What is being asked -
For every line in the records below that contains the word "saved", add one to a count, and report only that count.

Records shown -
>>>
//! Dashboard state kept between runs: selection, focus, panel, sort order.
//!
//! Window settings are not stored; they come from the config file and flags.

use std::io::ErrorKind;
use std::path::Path;

use anyhow::Context;
use serde::{Deserialize, Serialize};
use tracing::{debug, warn};

use tourlens_runner::SortKey;

use crate::app::{AppState, Overlay, Panel};

#[derive(Debug, Default, Serialize, Deserialize)]
#[serde(default)]
pub struct PersistedState {
    pub selected_cities: Vec<String>,
    pub focused_city: Option<String>,
    pub active_panel: Panel,
    pub sort: SortKey,
    pub welcome_dismissed: bool,
}

/// Read the state file. A missing file is a first run; an unreadable one is
/// logged and replaced by defaults.
pub fn load(path: &Path) -> PersistedState {
    let content = match std::fs::read_to_string(path) {
        Ok(content) => content,
        Err(e) if e.kind() == ErrorKind::NotFound => return PersistedState::default(),
        Err(e) => {
            warn!(path = %path.display(), error = %e, "cannot read state file");
            return PersistedState::default();
        }
    };
    serde_json::from_str(&content).unwrap_or_else(|e| {
        warn!(path = %path.display(), error = %e, "ignoring unreadable state file");
        PersistedState::default()
    })
}

/// Write through a sibling temp file so a crash never leaves half a file.
pub fn save(path: &Path, state: &PersistedState) -> anyhow::Result<()> {
    if let Some(parent) = path.parent() {
        std::fs::create_dir_all(parent)
            .with_context(|| format!("failed to create {}", parent.display()))?;
    }
    let tmp = path.with_extension("json.tmp");
    std::fs::write(&tmp, serde_json::to_vec_pretty(state)?)
        .with_context(|| format!("failed to write {}", tmp.display()))?;
    std::fs::rename(&tmp, path)
        .with_context(|| format!("failed to replace {}", path.display()))?;
    debug!(path = %path.display(), "saved ui state");
    Ok(())
}

pub fn extract(app: &AppState) -> PersistedState {
    PersistedState {
        selected_cities: app
            .selected_cities()
            .into_iter()
            .map(String::from)
            .collect(),
        focused_city: app.focused_city().map(String::from),
        active_panel: app.active_panel,
        sort: app.compare.sort,
        welcome_dismissed: app.overlay != Overlay::Welcome,
    }
}

/// Restore saved state. Cities no longer registered are dropped.
pub fn apply(app: &mut AppState, state: PersistedState) {
    for city in state.selected_cities {
        if app.session.registry.contains(&city) {
            app.cities.selected.insert(city);
        } else {
            debug!(city = %city, "dropping unregistered city from saved selection");
        }
    }
    if let Some(city) = state.focused_city {
        app.focus(&city);
    }
    app.active_panel = state.active_panel;
    app.compare.sort = state.sort;
    if !state.welcome_dismissed {
        app.overlay = Overlay::Welcome;
    }
}
//! Descriptive statistics for one partition.

use serde::{Deserialize, Serialize};

/// Summary of a non-empty partition.
///
/// `std_dev` is the sample standard deviation (N−1 denominator) and is
/// `None` when fewer than two observations exist.
#[derive(Debug, Clone, Copy, PartialEq, Serialize, Deserialize)]
pub struct PartitionStats {
    pub count: usize,
    pub mean: f64,
    pub std_dev: Option<f64>,
    pub min: f64,
    pub max: f64,
}

impl PartitionStats {
    /// Sample variance, if defined.
    pub fn variance(&self) -> Option<f64> {
        self.std_dev.map(|s| s * s)
    }
}

/// Summarise `values`. Returns `None` for an empty slice.
pub fn describe(values: &[f64]) -> Option<PartitionStats> {
    if values.is_empty() {
        return None;
    }

    let n = values.len() as f64;
    let mean = values.iter().sum::<f64>() / n;

    let std_dev = if values.len() < 2 {
        None
    } else {
        let sum_sq = values.iter().map(|&v| (v - mean).powi(2)).sum::<f64>();
        Some((sum_sq / (n - 1.0)).sqrt())
    };

    let min = values.iter().copied().fold(f64::INFINITY, f64::min);
    let max = values.iter().copied().fold(f64::NEG_INFINITY, f64::max);

    Some(PartitionStats {
        count: values.len(),
        mean,
        std_dev,
        min,
        max,
    })
}

#[cfg(test)]
mod tests {
    use super::*;

    #[test]
    fn empty_has_no_stats() {
        assert!(describe(&[]).is_none());
    }

    #[test]
    fn single_value_has_undefined_std_dev() {
        let s = describe(&[4.2]).unwrap();
        assert_eq!(s.count, 1);
        assert_eq!(s.mean, 4.2);
        assert!(s.std_dev.is_none());
        assert!(s.variance().is_none());
        assert_eq!(s.min, 4.2);
        assert_eq!(s.max, 4.2);
    }

    #[test]
    fn sample_std_dev_uses_n_minus_one() {
        // mean 5, squared deviations sum to 32, / 7 = 4.571...
        let s = describe(&[2.0, 4.0, 4.0, 4.0, 5.0, 5.0, 7.0, 9.0]).unwrap();
        assert!((s.mean - 5.0).abs() < 1e-12);
        assert!((s.std_dev.unwrap() - (32.0_f64 / 7.0).sqrt()).abs() < 1e-12);
        assert_eq!(s.min, 2.0);
        assert_eq!(s.max, 9.0);
    }

    #[test]
    fn negative_values() {
        let s = describe(&[-3.0, -1.0]).unwrap();
        assert_eq!(s.mean, -2.0);
        assert_eq!(s.min, -3.0);
        assert_eq!(s.max, -1.0);
        assert!((s.std_dev.unwrap() - 2.0_f64.sqrt()).abs() < 1e-12);
    }
}
/// Errors from loading or querying the store.
#[derive(Debug, Error)]
pub enum StoreError {
    #[error("data file not found: {}", path.display())]
    SourceNotFound { path: PathBuf },

    #[error("line {line}: cannot parse date '{value}'")]
    MalformedRow { line: u64, value: String },

    #[error("header has no '{column}' date column")]
    MissingDateColumn { column: String },

    #[error("line {line}: duplicate date {date}")]
    DuplicateDate { line: u64, date: NaiveDate },

    #[error("column '{column}' has {found} values for {expected} dates")]
    RaggedSeries {
        column: String,
        expected: usize,
        found: usize,
    },

    #[error("no data column named '{0}'")]
    UnknownColumn(String),

    #[error("csv error: {0}")]
    Csv(#[from] csv::Error),

    #[error("io error: {0}")]
    Io(#[from] std::io::Error),
}

/// Options controlling how a CSV source is read.
#[derive(Debug, Clone)]
pub struct LoadOptions {
    /// Header of the date column.
    pub date_column: String,
}

impl Default for LoadOptions {
    fn default() -> Self {
        Self {
            date_column: "Date".into(),
        }
    }
}

/// Immutable observation table.
///
/// Dates are unique and ascending. Values are stored column-major; each
/// column has exactly one slot per date.
#[derive(Debug, Clone)]
pub struct ObservationStore {
    dates: Vec<NaiveDate>,
    columns: Vec<String>,
    column_index: HashMap<String, usize>,
    values: Vec<Vec<Option<f64>>>,
}

struct ParsedRow {
    line: u64,
    date: NaiveDate,
    cells: Vec<Option<f64>>,
}
//! TourLens Runner — session loading, configuration, ranking, export.
//!
//! This crate builds on `tourlens-core` to provide:
//! - TOML configuration (data source, window settings, event table)
//! - A session that loads the observation table once and answers queries
//! - Ranking helpers for the multi-city view
//! - CSV / JSON / Markdown export of comparison results
//! - Shared "n/a"-aware formatting for undefined statistics

pub mod config;
pub mod display;
pub mod export;
pub mod ranking;
pub mod session;

pub use config::{ConfigError, DataConfig, RunnerConfig, DEFAULT_CONFIG_FILE};
pub use export::{
    export_csv, export_json, export_markdown, export_window_csv, import_json, write_export,
    ExportBundle, ExportFormat, SCHEMA_VERSION,
};
pub use ranking::{bar_entries, sort_results, text_bar, BarEntry, SortKey};
pub use session::{CityStatus, Session, SessionError};
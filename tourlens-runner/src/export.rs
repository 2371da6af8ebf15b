//! Export — JSON, CSV, and Markdown renditions of comparison results.
//!
//! - **JSON**: results plus skipped cities plus provenance (source file,
//!   data fingerprint, settings), schema-versioned
//! - **CSV**: one row per result, undefined statistics left blank
//! - **Markdown**: a summary table for pasting into notes
//!
//! Unknown schema versions are rejected on import.

use std::path::{Path, PathBuf};
use std::str::FromStr;

use anyhow::{bail, Context, Result};
use serde::{Deserialize, Serialize};
use tourlens_core::stats::PartitionStats;
use tourlens_core::{CompareSettings, ComparisonResult, MultiComparison, SkippedEntity, Window};

use crate::display;
use crate::session::Session;

pub const SCHEMA_VERSION: u32 = 1;

/// Everything a JSON export carries.
#[derive(Debug, Clone, Serialize, Deserialize)]
pub struct ExportBundle {
    pub schema_version: u32,
    pub source: PathBuf,
    /// blake3 hex digest of the loaded table.
    pub data_fingerprint: String,
    pub settings: CompareSettings,
    pub results: Vec<ComparisonResult>,
    pub skipped: Vec<SkippedEntity>,
}

impl ExportBundle {
    pub fn new(session: &Session, multi: MultiComparison) -> Self {
        Self {
            schema_version: SCHEMA_VERSION,
            source: session.source().to_path_buf(),
            data_fingerprint: session.store.fingerprint(),
            settings: session.settings,
            results: multi.results,
            skipped: multi.skipped,
        }
    }
}

#[derive(Debug, Clone, Copy, PartialEq, Eq)]
pub enum ExportFormat {
    Csv,
    Json,
    Markdown,
}

impl ExportFormat {
    pub fn extension(self) -> &'static str {
        match self {
            ExportFormat::Csv => "csv",
            ExportFormat::Json => "json",
            ExportFormat::Markdown => "md",
        }
    }
}

impl FromStr for ExportFormat {
    type Err = String;

    fn from_str(s: &str) -> Result<Self, Self::Err> {
        match s.to_ascii_lowercase().as_str() {
            "csv" => Ok(ExportFormat::Csv),
            "json" => Ok(ExportFormat::Json),
            "markdown" | "md" => Ok(ExportFormat::Markdown),
            other => Err(format!(
                "unknown export format '{other}' (expected csv, json or markdown)"
            )),
        }
    }
}

// ─── JSON export ────────────────────────────────────────────────────

pub fn export_json(bundle: &ExportBundle) -> Result<String> {
    serde_json::to_string_pretty(bundle).context("failed to serialize export bundle to JSON")
}

/// Deserialize an export bundle, rejecting unknown schema versions.
pub fn import_json(json: &str) -> Result<ExportBundle> {
    let bundle: ExportBundle =
        serde_json::from_str(json).context("failed to deserialize export bundle from JSON")?;
    if bundle.schema_version > SCHEMA_VERSION {
        bail!(
            "unsupported schema version {} (max supported: {})",
            bundle.schema_version,
            SCHEMA_VERSION
        );
    }
    Ok(bundle)
}

// ─── CSV export ─────────────────────────────────────────────────────

fn cell(value: Option<f64>, decimals: usize) -> String {
    match value {
        Some(v) if v.is_finite() => format!("{v:.decimals$}"),
        _ => String::new(),
    }
}

fn stats_cells(stats: Option<PartitionStats>) -> [String; 5] {
    [
        stats.map(|s| s.count.to_string()).unwrap_or_else(|| "0".into()),
        cell(stats.map(|s| s.mean), 6),
        cell(stats.and_then(|s| s.std_dev), 6),
        cell(stats.map(|s| s.min), 6),
        cell(stats.map(|s| s.max), 6),
    ]
}

/// One row per result.
///
/// Columns: entity, pivot, window_start, window_end, coverage, pre_count,
/// pre_mean, pre_std_dev, pre_min, pre_max, post_count, post_mean,
/// post_std_dev, post_min, post_max, percent_change, t_statistic, df,
/// p_value, verdict, baseline_near_zero
pub fn export_csv(results: &[ComparisonResult]) -> Result<String> {
    let mut wtr = csv::Writer::from_writer(vec![]);

    wtr.write_record([
        "entity",
        "pivot",
        "window_start",
        "window_end",
        "coverage",
        "pre_count",
        "pre_mean",
        "pre_std_dev",
        "pre_min",
        "pre_max",
        "post_count",
        "post_mean",
        "post_std_dev",
        "post_min",
        "post_max",
        "percent_change",
        "t_statistic",
        "df",
        "p_value",
        "verdict",
        "baseline_near_zero",
    ])?;

    for r in results {
        let mut row = vec![
            r.entity.clone(),
            r.pivot.to_string(),
            r.window_start.to_string(),
            r.window_end.to_string(),
            r.coverage.label().to_string(),
        ];
        row.extend(stats_cells(r.pre));
        row.extend(stats_cells(r.post));
        row.push(cell(r.percent_change, 4));
        row.push(cell(r.t_statistic(), 6));
        row.push(cell(r.welch.map(|w| w.df), 4));
        row.push(cell(r.p_value(), 6));
        row.push(r.verdict.map(|v| v.label().to_string()).unwrap_or_default());
        row.push(r.baseline_near_zero.to_string());
        wtr.write_record(&row)?;
    }

    let data = wtr.into_inner().context("failed to flush CSV writer")?;
    String::from_utf8(data).context("CSV output is not valid UTF-8")
}

/// The raw observations of one window, with each row's side of the pivot.
pub fn export_window_csv(window: &Window, pivot: chrono::NaiveDate) -> Result<String> {
    let mut wtr = csv::Writer::from_writer(vec![]);
    wtr.write_record(["date", "offset_days", "side", window.entity.as_str()])?;
    for p in window.points() {
        let side = if p.date < pivot { "pre" } else { "post" };
        wtr.write_record([
            p.date.to_string(),
            (p.date - pivot).num_days().to_string(),
            side.to_string(),
            p.value.to_string(),
        ])?;
    }
    let data = wtr.into_inner().context("failed to flush CSV writer")?;
    String::from_utf8(data).context("CSV output is not valid UTF-8")
}

// ─── Markdown ───────────────────────────────────────────────────────

pub fn export_markdown(bundle: &ExportBundle) -> String {
    let mut md = String::with_capacity(2048);
    let s = &bundle.settings;

    md.push_str("# Event Window Comparison\n\n");

    md.push_str("## Settings\n\n");
    md.push_str("| Field | Value |\n");
    md.push_str("| --- | --- |\n");
    md.push_str(&format!("| Source | {} |\n", bundle.source.display()));
    md.push_str(&format!("| Window | ±{} days |\n", s.half_width_days));
    if s.welch_test {
        md.push_str(&format!("| Welch t-test | alpha = {} |\n", s.alpha));
    } else {
        md.push_str("| Welch t-test | off |\n");
    }
    md.push_str(&format!("| Data Hash | {} |\n", bundle.data_fingerprint));
    md.push('\n');

    md.push_str("## Results\n\n");
    if bundle.results.is_empty() {
        md.push_str("_No city has data on both sides of its event._\n\n");
    } else {
        md.push_str(
            "| City | Event | Pre n | Pre Mean | Pre SD | Post n | Post Mean | Post SD | Change | t | p | Verdict |\n",
        );
        md.push_str("| --- | --- | ---: | ---: | ---: | ---: | ---: | ---: | ---: | ---: | ---: | --- |\n");
        for r in &bundle.results {
            let mut change = display::percent(r.percent_change);
            if r.baseline_near_zero {
                change.push_str(" ⚠");
            }
            md.push_str(&format!(
                "| {} | {} | {} | {} | {} | {} | {} | {} | {} | {} | {} | {} |\n",
                r.entity,
                r.pivot,
                r.pre.map_or(0, |p| p.count),
                display::opt(r.pre_mean(), 2),
                display::opt(r.pre.and_then(|p| p.std_dev), 2),
                r.post.map_or(0, |p| p.count),
                display::opt(r.post_mean(), 2),
                display::opt(r.post.and_then(|p| p.std_dev), 2),
                change,
                display::opt(r.t_statistic(), 3),
                display::p_value(r.p_value()),
                r.verdict.map_or(display::NOT_AVAILABLE, |v| v.label()),
            ));
        }
        md.push('\n');
        if bundle.results.iter().any(|r| r.baseline_near_zero) {
            md.push_str("⚠ pre-event mean is close to zero; the percent change is unstable.\n\n");
        }
    }

    if !bundle.skipped.is_empty() {
        md.push_str("## Skipped\n\n");
        for skip in &bundle.skipped {
            md.push_str(&format!("- {}: {}\n", skip.entity, skip.reason.label()));
        }
        md.push('\n');
    }

    md
}

// ─── Files ──────────────────────────────────────────────────────────

/// Render `bundle` in `format` and write it to `path`.
pub fn write_export(bundle: &ExportBundle, format: ExportFormat, path: &Path) -> Result<()> {
    let text = match format {
        ExportFormat::Csv => export_csv(&bundle.results)?,
        ExportFormat::Json => export_json(bundle)?,
        ExportFormat::Markdown => export_markdown(bundle),
    };
    if let Some(dir) = path.parent().filter(|d| !d.as_os_str().is_empty()) {
        std::fs::create_dir_all(dir)
            .with_context(|| format!("failed to create export dir: {}", dir.display()))?;
    }
    std::fs::write(path, text).with_context(|| format!("failed to write {}", path.display()))
}
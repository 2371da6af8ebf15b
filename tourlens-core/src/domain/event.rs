//! Event — a city paired with the date its window is centered on.

use chrono::NaiveDate;
use serde::{Deserialize, Serialize};

/// A concert in one city. One event per city.
#[derive(Debug, Clone, PartialEq, Eq, Hash, Serialize, Deserialize)]
pub struct Event {
    pub entity: String,
    pub pivot: NaiveDate,
}

impl Event {
    pub fn new(entity: impl Into<String>, pivot: NaiveDate) -> Self {
        Self {
            entity: entity.into(),
            pivot,
        }
    }

    /// Signed number of days from the pivot to `date` (negative before it).
    pub fn offset_of(&self, date: NaiveDate) -> i64 {
        (date - self.pivot).num_days()
    }
}
//! Neon-on-charcoal palette and the style helpers panels draw with.
//!
//! # Color Palette
//! - **Accent**: Electric cyan (focus, highlights, post-event series)
//! - **Positive**: Neon green (lift after the event)
//! - **Negative**: Hot pink (drop after the event, errors)
//! - **Warning**: Neon orange (pivot marker, unstable baselines)
//! - **Neutral**: Cool purple (pre-event series, section labels)
//! - **Muted**: Steel blue (secondary text)

use ratatui::style::{Color, Modifier, Style};

pub const BACKGROUND: Color = Color::Rgb(18, 18, 20);
pub const ACCENT: Color = Color::Rgb(0, 255, 255);
pub const POSITIVE: Color = Color::Rgb(0, 255, 128);
pub const NEGATIVE: Color = Color::Rgb(255, 20, 147);
pub const WARNING: Color = Color::Rgb(255, 140, 0);
pub const NEUTRAL: Color = Color::Rgb(147, 112, 219);
pub const MUTED: Color = Color::Rgb(100, 149, 237);

#[derive(Debug, Clone, Copy)]
pub struct Theme {
    pub background: Color,
    pub accent: Color,
    pub positive: Color,
    pub negative: Color,
    pub warning: Color,
    pub neutral: Color,
    pub muted: Color,
}

impl Default for Theme {
    fn default() -> Self {
        Self::parrot_neon()
    }
}

impl Theme {
    pub fn parrot_neon() -> Self {
        Self {
            background: BACKGROUND,
            accent: ACCENT,
            positive: POSITIVE,
            negative: NEGATIVE,
            warning: WARNING,
            neutral: NEUTRAL,
            muted: MUTED,
        }
    }

    /// Green for a lift, pink for a drop, muted when undefined.
    pub fn change_color(&self, change: Option<f64>) -> Color {
        match change {
            Some(c) if c >= 0.0 => self.positive,
            Some(_) => self.negative,
            None => self.muted,
        }
    }

    /// Brighter the smaller the p-value.
    pub fn p_value_color(&self, p: Option<f64>, alpha: f64) -> Color {
        match p {
            Some(p) if p < alpha / 10.0 => self.positive,
            Some(p) if p < alpha => self.accent,
            Some(_) => self.neutral,
            None => self.muted,
        }
    }
}

pub fn accent() -> Style {
    Style::default().fg(ACCENT)
}

pub fn accent_bold() -> Style {
    accent().add_modifier(Modifier::BOLD)
}

pub fn positive() -> Style {
    Style::default().fg(POSITIVE)
}

pub fn negative() -> Style {
    Style::default().fg(NEGATIVE)
}

pub fn warning() -> Style {
    Style::default().fg(WARNING)
}

pub fn neutral() -> Style {
    Style::default().fg(NEUTRAL)
}

pub fn muted() -> Style {
    Style::default().fg(MUTED)
}

pub fn change(value: Option<f64>) -> Style {
    Style::default().fg(Theme::default().change_color(value))
}

pub fn cursor() -> Style {
    accent().add_modifier(Modifier::REVERSED)
}

pub fn panel_border(active: bool) -> Style {
    if active {
        accent()
    } else {
        muted()
    }
}

pub fn panel_title(active: bool) -> Style {
    if active {
        accent_bold()
    } else {
        muted()
    }
}

#[cfg(test)]
mod tests {
    use super::*;

    #[test]
    fn change_color_by_sign() {
        let theme = Theme::default();
        assert_eq!(theme.change_color(Some(60.0)), theme.positive);
        assert_eq!(theme.change_color(Some(0.0)), theme.positive);
        assert_eq!(theme.change_color(Some(-5.0)), theme.negative);
        assert_eq!(theme.change_color(None), theme.muted);
    }

    #[test]
    fn p_value_color_steps() {
        let theme = Theme::default();
        assert_eq!(theme.p_value_color(Some(0.001), 0.05), theme.positive);
        assert_eq!(theme.p_value_color(Some(0.02), 0.05), theme.accent);
        assert_eq!(theme.p_value_color(Some(0.4), 0.05), theme.neutral);
        assert_eq!(theme.p_value_color(None, 0.05), theme.muted);
    }
}
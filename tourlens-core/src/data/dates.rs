//! Calendar date parsing shared by the store and the event registry.
//!
//! Inputs come from spreadsheets and hand-edited config, so several common
//! layouts are accepted. Any time component is discarded.

use chrono::{DateTime, NaiveDate, NaiveDateTime};

const DATE_FORMATS: &[&str] = &[
    "%Y-%m-%d",
    "%Y/%m/%d",
    "%m/%d/%Y",
    "%b %d, %Y",
    "%B %d, %Y",
    "%d %b %Y",
];

const DATETIME_FORMATS: &[&str] = &["%Y-%m-%d %H:%M:%S", "%Y-%m-%dT%H:%M:%S", "%Y-%m-%d %H:%M"];

/// Parse a calendar date, returning `None` if no known layout matches.
pub fn parse_date(raw: &str) -> Option<NaiveDate> {
    let s = raw.trim();
    if s.is_empty() {
        return None;
    }

    DATE_FORMATS
        .iter()
        .find_map(|fmt| NaiveDate::parse_from_str(s, fmt).ok())
        .or_else(|| {
            DATETIME_FORMATS
                .iter()
                .find_map(|fmt| NaiveDateTime::parse_from_str(s, fmt).ok())
                .map(|dt| dt.date())
        })
        .or_else(|| DateTime::parse_from_rfc3339(s).ok().map(|dt| dt.date_naive()))
}
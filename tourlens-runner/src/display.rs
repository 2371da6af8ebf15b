//! Text formatting shared by the CLI, TUI and Markdown export.
//!
//! Undefined statistics render as `n/a`, never as 0 or NaN.

pub const NOT_AVAILABLE: &str = "n/a";

/// Fixed-precision number or `n/a`.
pub fn opt(value: Option<f64>, decimals: usize) -> String {
    match value {
        Some(v) if v.is_finite() => format!("{v:.decimals$}"),
        _ => NOT_AVAILABLE.to_string(),
    }
}

/// Signed percentage, e.g. `+60.00%`.
pub fn percent(value: Option<f64>) -> String {
    match value {
        Some(v) if v.is_finite() => format!("{v:+.2}%"),
        _ => NOT_AVAILABLE.to_string(),
    }
}

/// p-value with four decimals, switching to scientific below 1e-4.
pub fn p_value(value: Option<f64>) -> String {
    match value {
        Some(p) if p.is_finite() && p > 0.0 && p < 1e-4 => format!("{p:.2e}"),
        Some(p) if p.is_finite() => format!("{p:.4}"),
        _ => NOT_AVAILABLE.to_string(),
    }
}

/// Truncate to `max` chars, ending in `~` when cut.
pub fn truncate(s: &str, max: usize) -> String {
    if s.chars().count() <= max {
        s.to_string()
    } else if max == 0 {
        String::new()
    } else {
        let mut out: String = s.chars().take(max - 1).collect();
        out.push('~');
        out
    }
}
<<<
Solution below -
3